Start of Study material

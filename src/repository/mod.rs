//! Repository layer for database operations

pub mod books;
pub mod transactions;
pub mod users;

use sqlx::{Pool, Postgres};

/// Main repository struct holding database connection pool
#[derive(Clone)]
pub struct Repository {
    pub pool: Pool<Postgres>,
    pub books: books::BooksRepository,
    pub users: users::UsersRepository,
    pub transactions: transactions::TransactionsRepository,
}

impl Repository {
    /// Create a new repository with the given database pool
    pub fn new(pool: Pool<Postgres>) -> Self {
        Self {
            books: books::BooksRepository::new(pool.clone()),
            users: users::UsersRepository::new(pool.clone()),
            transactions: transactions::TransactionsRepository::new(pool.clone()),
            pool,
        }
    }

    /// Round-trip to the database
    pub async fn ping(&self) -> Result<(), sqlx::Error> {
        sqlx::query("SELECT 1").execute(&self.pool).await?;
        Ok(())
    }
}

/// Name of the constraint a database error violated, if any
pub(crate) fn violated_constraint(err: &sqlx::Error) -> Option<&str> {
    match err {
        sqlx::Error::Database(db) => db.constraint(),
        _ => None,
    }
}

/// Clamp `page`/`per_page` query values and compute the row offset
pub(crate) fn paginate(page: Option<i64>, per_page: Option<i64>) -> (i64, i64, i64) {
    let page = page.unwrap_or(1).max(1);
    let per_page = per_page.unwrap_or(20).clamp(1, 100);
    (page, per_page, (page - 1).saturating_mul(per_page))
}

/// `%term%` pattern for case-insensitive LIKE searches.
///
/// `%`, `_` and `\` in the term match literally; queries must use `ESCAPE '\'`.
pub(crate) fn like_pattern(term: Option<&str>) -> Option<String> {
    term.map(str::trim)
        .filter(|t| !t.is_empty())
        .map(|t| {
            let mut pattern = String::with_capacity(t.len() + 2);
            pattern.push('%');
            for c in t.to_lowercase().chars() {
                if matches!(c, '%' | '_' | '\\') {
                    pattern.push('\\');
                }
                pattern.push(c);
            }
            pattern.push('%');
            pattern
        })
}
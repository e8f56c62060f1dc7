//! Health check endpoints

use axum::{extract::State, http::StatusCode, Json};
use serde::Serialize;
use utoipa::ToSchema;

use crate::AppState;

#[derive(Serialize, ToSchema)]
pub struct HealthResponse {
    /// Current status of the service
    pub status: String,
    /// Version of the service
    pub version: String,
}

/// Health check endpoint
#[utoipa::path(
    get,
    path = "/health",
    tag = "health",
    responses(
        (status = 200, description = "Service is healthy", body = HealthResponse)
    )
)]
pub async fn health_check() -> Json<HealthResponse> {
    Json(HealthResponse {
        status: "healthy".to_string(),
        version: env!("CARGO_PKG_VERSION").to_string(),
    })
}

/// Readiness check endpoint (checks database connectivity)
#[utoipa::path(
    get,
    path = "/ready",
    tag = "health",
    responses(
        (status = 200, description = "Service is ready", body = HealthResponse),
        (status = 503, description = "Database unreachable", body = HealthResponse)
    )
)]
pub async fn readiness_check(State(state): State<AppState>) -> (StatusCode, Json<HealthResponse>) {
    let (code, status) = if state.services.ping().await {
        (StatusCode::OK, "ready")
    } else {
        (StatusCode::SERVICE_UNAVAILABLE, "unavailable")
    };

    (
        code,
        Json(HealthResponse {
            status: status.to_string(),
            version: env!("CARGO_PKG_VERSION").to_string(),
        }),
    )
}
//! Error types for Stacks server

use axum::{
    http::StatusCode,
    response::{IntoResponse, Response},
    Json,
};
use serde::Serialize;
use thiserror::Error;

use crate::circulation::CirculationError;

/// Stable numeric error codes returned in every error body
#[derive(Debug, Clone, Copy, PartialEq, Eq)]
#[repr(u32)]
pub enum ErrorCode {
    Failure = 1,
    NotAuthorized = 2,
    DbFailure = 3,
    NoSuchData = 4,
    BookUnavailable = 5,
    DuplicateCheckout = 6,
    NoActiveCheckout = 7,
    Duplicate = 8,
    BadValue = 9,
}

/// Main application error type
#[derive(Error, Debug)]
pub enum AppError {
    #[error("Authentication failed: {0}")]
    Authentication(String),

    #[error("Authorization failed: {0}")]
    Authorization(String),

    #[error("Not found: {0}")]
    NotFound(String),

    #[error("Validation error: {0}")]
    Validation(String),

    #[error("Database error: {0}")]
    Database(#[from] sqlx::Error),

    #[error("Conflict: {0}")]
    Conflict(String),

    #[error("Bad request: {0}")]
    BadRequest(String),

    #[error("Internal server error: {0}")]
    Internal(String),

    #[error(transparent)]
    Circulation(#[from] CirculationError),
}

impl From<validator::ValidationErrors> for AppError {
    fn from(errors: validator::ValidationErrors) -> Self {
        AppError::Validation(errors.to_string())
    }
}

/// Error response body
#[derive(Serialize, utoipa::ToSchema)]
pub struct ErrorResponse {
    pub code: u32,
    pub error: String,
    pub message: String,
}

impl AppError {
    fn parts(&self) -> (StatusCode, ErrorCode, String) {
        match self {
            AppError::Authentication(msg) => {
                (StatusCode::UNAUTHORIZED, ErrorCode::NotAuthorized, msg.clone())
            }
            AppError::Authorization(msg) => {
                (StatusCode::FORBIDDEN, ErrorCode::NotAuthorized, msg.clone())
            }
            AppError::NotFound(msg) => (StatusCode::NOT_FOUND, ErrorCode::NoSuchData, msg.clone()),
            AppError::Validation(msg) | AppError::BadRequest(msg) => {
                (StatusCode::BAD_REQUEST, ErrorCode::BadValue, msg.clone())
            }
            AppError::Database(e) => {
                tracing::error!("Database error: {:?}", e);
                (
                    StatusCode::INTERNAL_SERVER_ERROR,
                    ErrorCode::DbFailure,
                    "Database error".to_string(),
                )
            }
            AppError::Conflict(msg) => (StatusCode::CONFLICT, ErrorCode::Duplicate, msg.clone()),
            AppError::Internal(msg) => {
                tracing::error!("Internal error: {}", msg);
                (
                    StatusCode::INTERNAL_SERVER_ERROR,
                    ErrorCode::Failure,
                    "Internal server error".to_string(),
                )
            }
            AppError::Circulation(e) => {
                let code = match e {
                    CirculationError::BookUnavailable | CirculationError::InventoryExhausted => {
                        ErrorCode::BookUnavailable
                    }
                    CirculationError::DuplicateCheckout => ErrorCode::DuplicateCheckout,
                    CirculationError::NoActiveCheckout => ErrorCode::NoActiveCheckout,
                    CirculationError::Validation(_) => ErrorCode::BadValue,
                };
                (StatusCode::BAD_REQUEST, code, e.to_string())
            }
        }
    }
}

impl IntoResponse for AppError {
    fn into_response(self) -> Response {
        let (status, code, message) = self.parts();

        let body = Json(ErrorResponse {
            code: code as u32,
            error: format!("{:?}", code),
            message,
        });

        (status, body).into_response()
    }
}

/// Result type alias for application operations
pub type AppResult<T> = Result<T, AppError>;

End of Study material

- **What you are asked to do**
Both the first line of the records above and the line containing "pub(crate) fn paginate(page: Option<i64>, per_page: Option<i64>)" are to be transcribed exactly, together with every line between them, and nothing else.

- **Answer for this exercise**
filename src/repository/mod.rs
//! Repository layer for database operations

pub mod books;
pub mod transactions;
pub mod users;

use sqlx::{Pool, Postgres};

/// Main repository struct holding database connection pool
#[derive(Clone)]
pub struct Repository {
    pub pool: Pool<Postgres>,
    pub books: books::BooksRepository,
    pub users: users::UsersRepository,
    pub transactions: transactions::TransactionsRepository,
}

impl Repository {
    /// Create a new repository with the given database pool
    pub fn new(pool: Pool<Postgres>) -> Self {
        Self {
            books: books::BooksRepository::new(pool.clone()),
            users: users::UsersRepository::new(pool.clone()),
            transactions: transactions::TransactionsRepository::new(pool.clone()),
            pool,
        }
    }

    /// Round-trip to the database
    pub async fn ping(&self) -> Result<(), sqlx::Error> {
        sqlx::query("SELECT 1").execute(&self.pool).await?;
        Ok(())
    }
}

/// Name of the constraint a database error violated, if any
pub(crate) fn violated_constraint(err: &sqlx::Error) -> Option<&str> {
    match err {
        sqlx::Error::Database(db) => db.constraint(),
        _ => None,
    }
}

/// Clamp `page`/`per_page` query values and compute the row offset
pub(crate) fn paginate(page: Option<i64>, per_page: Option<i64>) -> (i64, i64, i64) {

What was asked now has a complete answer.